Kompasiana adalah platform blog. Konten ini menjadi tanggung jawab bloger dan tidak mewakili pandangan redaksi Kompas.

Para calon imam sedang belajar di kelas. (Sumber: Dokumen STFT Fajar Timur)

Pada Selasa, 7 Oktober 2025, Dikastri Evangelisasi Vatikan mengumumkan keputusan mengejutkan: menangguhkan seluruh pembinaan calon imam di Keuskupan Wamba, Republik Demokratik Kongo (RDK). Dalam surat resmi yang ditandatangani Mgr. Sosthne Ayikuli Udjuwa, Administrator Apostolik Keuskupan Wamba, dijelaskan bahwa situasi gerejawi yang sulit di sana "tidak kondusif bagi pembinaan calon imam" dan karenanya formasi dihentikan sampai ada pemberitahuan lebih lanjut.

Krisis ini bermula sejak Januari 2024, saat Mgr.
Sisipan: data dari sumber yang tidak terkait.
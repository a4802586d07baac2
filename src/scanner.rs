use anyhow::Result;
use log::warn;
use std::path::{Path, PathBuf};
use walkdir::WalkDir;

/// Extensions of files that may hold an AsyncAPI document.
const DOCUMENT_EXTENSIONS: [&str; 3] = ["yaml", "yml", "json"];

/// Directories never worth descending into.
const SKIPPED_DIRECTORIES: [&str; 2] = ["target", "node_modules"];

/// File scanner for collecting AsyncAPI documents from a directory tree.
///
/// The `FileScanner` recursively walks a directory looking for YAML and JSON files.
/// Hidden directories (those starting with `.`), `target` and `node_modules` are skipped.
///
/// # Example
///
/// ```no_run
/// use asyncapi_markdown::scanner::FileScanner;
/// use std::path::PathBuf;
///
/// let scanner = FileScanner::new(PathBuf::from("./specs"));
/// let result = scanner.scan().unwrap();
/// println!("Found {} documents", result.document_files.len());
/// ```
pub struct FileScanner {
    root_path: PathBuf,
}

/// Result of a directory scan.
pub struct ScanResult {
    /// Paths of all `.yaml`, `.yml` and `.json` files, sorted
    pub document_files: Vec<PathBuf>,
    /// Warning messages for paths that could not be accessed
    pub warnings: Vec<String>,
}

impl FileScanner {
    /// Creates a new `FileScanner` for the specified root directory.
    ///
    /// # Arguments
    ///
    /// * `root_path` - The directory to scan for documents
    pub fn new(root_path: PathBuf) -> Self {
        Self { root_path }
    }

    /// Scans the directory tree and collects candidate document files.
    ///
    /// Entries that cannot be read are logged and recorded as warnings; the scan
    /// carries on with the rest of the tree.
    ///
    /// # Errors
    ///
    /// Returns an error if the root directory cannot be accessed.
    pub fn scan(&self) -> Result<ScanResult> {
        let mut document_files = Vec::new();
        let mut warnings = Vec::new();

        for entry in WalkDir::new(&self.root_path)
            .into_iter()
            .filter_entry(|e| e.path() == self.root_path || !is_skipped(e.path()))
        {
            match entry {
                Ok(entry) => {
                    let path = entry.path();
                    if path.is_file() && is_document_file(path) {
                        document_files.push(path.to_path_buf());
                    }
                }
                Err(e) => {
                    let warning = format!("Failed to access path: {}", e);
                    warn!("{}", warning);
                    warnings.push(warning);
                }
            }
        }

        document_files.sort();

        Ok(ScanResult {
            document_files,
            warnings,
        })
    }
}

fn is_skipped(path: &Path) -> bool {
    let file_name = path
        .file_name()
        .map(|name| name.to_string_lossy())
        .unwrap_or_default();
    file_name.starts_with('.')
        || (path.is_dir() && SKIPPED_DIRECTORIES.contains(&file_name.as_ref()))
}

/// Whether the path has a YAML or JSON extension.
pub fn is_document_file(path: &Path) -> bool {
    path.extension()
        .and_then(|ext| ext.to_str())
        .map(|ext| DOCUMENT_EXTENSIONS.contains(&ext.to_ascii_lowercase().as_str()))
        .unwrap_or(false)
}
#[cfg(test)]
mod tests {
    use crate::document::AsyncApiDocument;
    use crate::extractor::extractor_for;
    use crate::renderer::{DocumentRenderer, RenderConfig};
    use pretty_assertions::assert_eq;
    use serde_json::{json, Value};

    fn render_operations(document: Value) -> String {
        let document = AsyncApiDocument::new(document).unwrap();
        let operations = extractor_for(document.version()).extract_operations(&document);
        let config = RenderConfig::default();
        DocumentRenderer::new(&document, &config).render_operations(&operations)
    }

    #[test]
    fn test_render_operation() {
        let markdown = render_operations(json!({
            "asyncapi": "2.6.0",
            "channels": {
                "user/signedup": {
                    "description": "This channel is used to exchange messages about users signing up",
                    "servers": ["rabbitmqBrokerInProd", "rabbitmqBrokerInStaging"],
                    "subscribe": {
                        "operationId": "signedupuser",
                        "externalDocs": { "description": "More info here", "url": "https://example.com" },
                        "tags": [{ "name": "user" }, { "name": "signup" }, { "name": "register" }],
                        "summary": "A user signed up.",
                        "message": {
                            "description": "A longer description of the message",
                            "payload": {
                                "type": "object",
                                "properties": {
                                    "user": { "type": "string" },
                                    "signup": { "type": "number" }
                                }
                            }
                        }
                    }
                }
            }
        }));

        let expected = "\
## Operations

### SUB `user/signedup` Operation

*A user signed up.*

* Operation ID: `signedupuser`
* Available only on servers: [rabbitmqBrokerInProd](#rabbitmqbrokerinprod-server), [rabbitmqBrokerInStaging](#rabbitmqbrokerinstaging-server)

This channel is used to exchange messages about users signing up

[More info here](https://example.com)

###### Operation tags

* user

* signup

* register

#### Message `<anonymous-message-1>`

A longer description of the message

##### Payload

| Name | Type | Description | Value | Constraints | Notes |
|---|---|---|---|---|---|
| (root) | object | - | - | - | **additional properties are allowed** |
| user | string | - | - | - | - |
| signup | number | - | - | - | - |

> Examples of payload _(generated)_

```json
{
  \"user\": \"string\",
  \"signup\": 0
}
```

";
        assert_eq!(markdown, expected);
    }

    #[test]
    fn test_render_parameters() {
        let markdown = render_operations(json!({
            "asyncapi": "2.6.0",
            "channels": {
                "user/{userId}/signup/{foobar}": {
                    "parameters": {
                        "userId": {
                            "description": "Id of the user.",
                            "schema": { "type": "string" },
                            "location": "$message.payload#/user/id"
                        },
                        "foobar": { "schema": { "type": "string" } }
                    },
                    "publish": {}
                }
            }
        }));

        let expected = "\
## Operations

### PUB `user/{userId}/signup/{foobar}` Operation

#### Parameters

| Name | Type | Description | Value | Constraints | Notes |
|---|---|---|---|---|---|
| userId | string | Id of the user. | - | - | **required**, **parameter location ($message.payload#/user/id)** |
| foobar | string | - | - | - | **required** |

";
        assert_eq!(markdown, expected);
    }

    #[test]
    fn test_render_multiple_messages() {
        let markdown = render_operations(json!({
            "asyncapi": "2.6.0",
            "channels": {
                "user/signedup": {
                    "publish": {
                        "message": {
                            "oneOf": [
                                { "payload": { "type": "object", "properties": { "signup": { "type": "number" } } } },
                                { "payload": { "type": "object", "properties": { "user": { "type": "string" } } } }
                            ]
                        }
                    }
                }
            }
        }));

        assert!(markdown.contains(
            "### PUB `user/signedup` Operation\n\nAccepts **one of** the following messages:\n\n#### Message `<anonymous-message-1>`\n\n"
        ));
        assert!(markdown.contains("#### Message `<anonymous-message-2>`\n\n"));
        assert!(markdown.contains("```json\n{\n  \"signup\": 0\n}\n```\n"));
        assert!(markdown.contains("```json\n{\n  \"user\": \"string\"\n}\n```\n"));
    }

    #[test]
    fn test_render_request_reply() {
        let markdown = render_operations(json!({
            "asyncapi": "3.0.0",
            "servers": {
                "production": { "host": "broker.example.com", "protocol": "mqtt" },
                "staging": { "host": "staging.example.com", "protocol": "mqtt" }
            },
            "channels": {
                "ping": {
                    "address": "/ping",
                    "servers": [{ "$ref": "#/servers/production" }],
                    "messages": { "ping": { "name": "ping", "payload": { "type": "string", "const": "ping" } } }
                },
                "pong": {
                    "address": "/pong",
                    "messages": {
                        "pong": { "name": "pong", "payload": { "type": "string", "const": "pong" } },
                        "error": { "name": "error", "payload": { "type": "string" } }
                    }
                }
            },
            "operations": {
                "pingRequest": {
                    "action": "send",
                    "channel": { "$ref": "#/channels/ping" },
                    "security": [{ "type": "httpApiKey", "name": "api_key", "in": "header" }],
                    "reply": {
                        "channel": { "$ref": "#/channels/pong" },
                        "address": {
                            "description": "Reply address set by the requester",
                            "location": "$message.header#/replyTo"
                        },
                        "messages": [
                            { "$ref": "#/channels/pong/messages/pong" },
                            { "$ref": "#/channels/pong/messages/error" }
                        ],
                        "x-reply-kind": "direct"
                    }
                }
            }
        }));

        let expected = "\
## Operations

### REQUEST `/ping` Operation

* Available only on servers: [production](#production-server)

#### Additional security requirements

##### Security Requirement 1

* Type: `HTTP API key`
  * Name: api_key
  * In: header

#### Message `ping`

##### Payload

| Name | Type | Description | Value | Constraints | Notes |
|---|---|---|---|---|---|
| (root) | string | - | const (`\"ping\"`) | - | - |

> Examples of payload _(generated)_

```json
\"ping\"
```

#### Request information

* request should be done to channel: `/pong`

#### Operation reply address information

Reply address set by the requester

* Operation reply address location: `$message.header#/replyTo`

Receive **one of** the following messages as a response to the request:

#### Message `pong`

##### Payload

| Name | Type | Description | Value | Constraints | Notes |
|---|---|---|---|---|---|
| (root) | string | - | const (`\"pong\"`) | - | - |

> Examples of payload _(generated)_

```json
\"pong\"
```

#### Message `error`

##### Payload

| Name | Type | Description | Value | Constraints | Notes |
|---|---|---|---|---|---|
| (root) | string | - | - | - | - |

> Examples of payload _(generated)_

```json
\"string\"
```

#### Operation reply extensions

| Name | Type | Description | Value | Constraints | Notes |
|---|---|---|---|---|---|
| x-reply-kind | - | - | `\"direct\"` | - | - |

";
        assert_eq!(markdown, expected);
    }

    #[test]
    fn test_v3_parameters_are_strings() {
        let markdown = render_operations(json!({
            "asyncapi": "3.0.0",
            "channels": {
                "lighting": {
                    "address": "lights/{streetlightId}",
                    "parameters": {
                        "streetlightId": { "description": "The ID of the streetlight.", "enum": ["a", "b"] }
                    }
                }
            },
            "operations": {
                "turnOn": { "action": "receive", "channel": { "$ref": "#/channels/lighting" } }
            }
        }));

        assert!(markdown.contains("### RECEIVE `lights/{streetlightId}` Operation\n\n#### Parameters\n\n"));
        assert!(markdown.contains(
            "| streetlightId | string | The ID of the streetlight. | allowed (`\"a\"`, `\"b\"`) | - | **required** |\n"
        ));
    }

    #[test]
    fn test_no_operations() {
        assert_eq!(render_operations(json!({ "asyncapi": "2.6.0" })), "");
    }
}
Emmanuel Ngona Ngotsi diangkat sebagai Uskup Diosesan Wamba. Meski sudah ditahbiskan di ibu kota, Kinshasa, ia belum mengambil alih secara kanonik tahta episkopalnya karena sebagian imam dan umat menolak kehadirannya. Mereka bersikeras bahwa keuskupan seharusnya dipimpin oleh "putra daerah". Akibat situasi tersebut, seminari utama, Seminari Menengah St. Leo di Lingondo, dinilai tidak lagi mampu memenuhi standar pembinaan Gereja universal.

Para seminaris kini diarahkan untuk melanjutkan formasi di keuskupan lain yang bersedia menerima mereka, atau bila mereka merasa terpanggil ke hidup religius, diizinkan melanjutkan formasi dalam tarekat hidup bakti.

Tindakan Hukum Gereja yang Tepat dan Berani

Secara hukum kanonik, langkah Vatikan ini sepenuhnya sah dan bijaksana. Menurut Kanon 232-264 KHK 1983, tanggung jawab atas pembinaan calon imam memang berada pada Uskup Diosesan. Namun, otoritas tertinggi dalam pembinaan klerus tetap berada pada  Takhta Suci, melalui Ratio Fundamentalis Institutionis Sacerdotalis (kan. 242 1).

Maka, ketika sebuah keuskupan menghadapi konflik yang mengancam kesatuan Gereja dan kualitas formasi, Vatikan memiliki hak untuk menangguhkan atau memindahkan proses pembinaan. Keputusan ini juga selaras dengan prinsip tertinggi dalam hukum Gereja: Salus animarum suprema lex yaitu keselamatan jiwa-jiwa adalah hukum tertinggi (kan. 1752), bahwa lebih baik menghentikan formasi untuk sementara, daripada membiarkan calon imam tumbuh dalam atmosfer konflik dan ketidaktaatan yang berpotensi merusak kesetiaan imamat di masa depan. Langkah ini bukan bentuk hukuman, melainkan tindakan penyembuhan (actio sanativa), yang merupakan cara Gereja melindungi benih panggilan dari tanah yang retak, tandus, berbatu dan kering. 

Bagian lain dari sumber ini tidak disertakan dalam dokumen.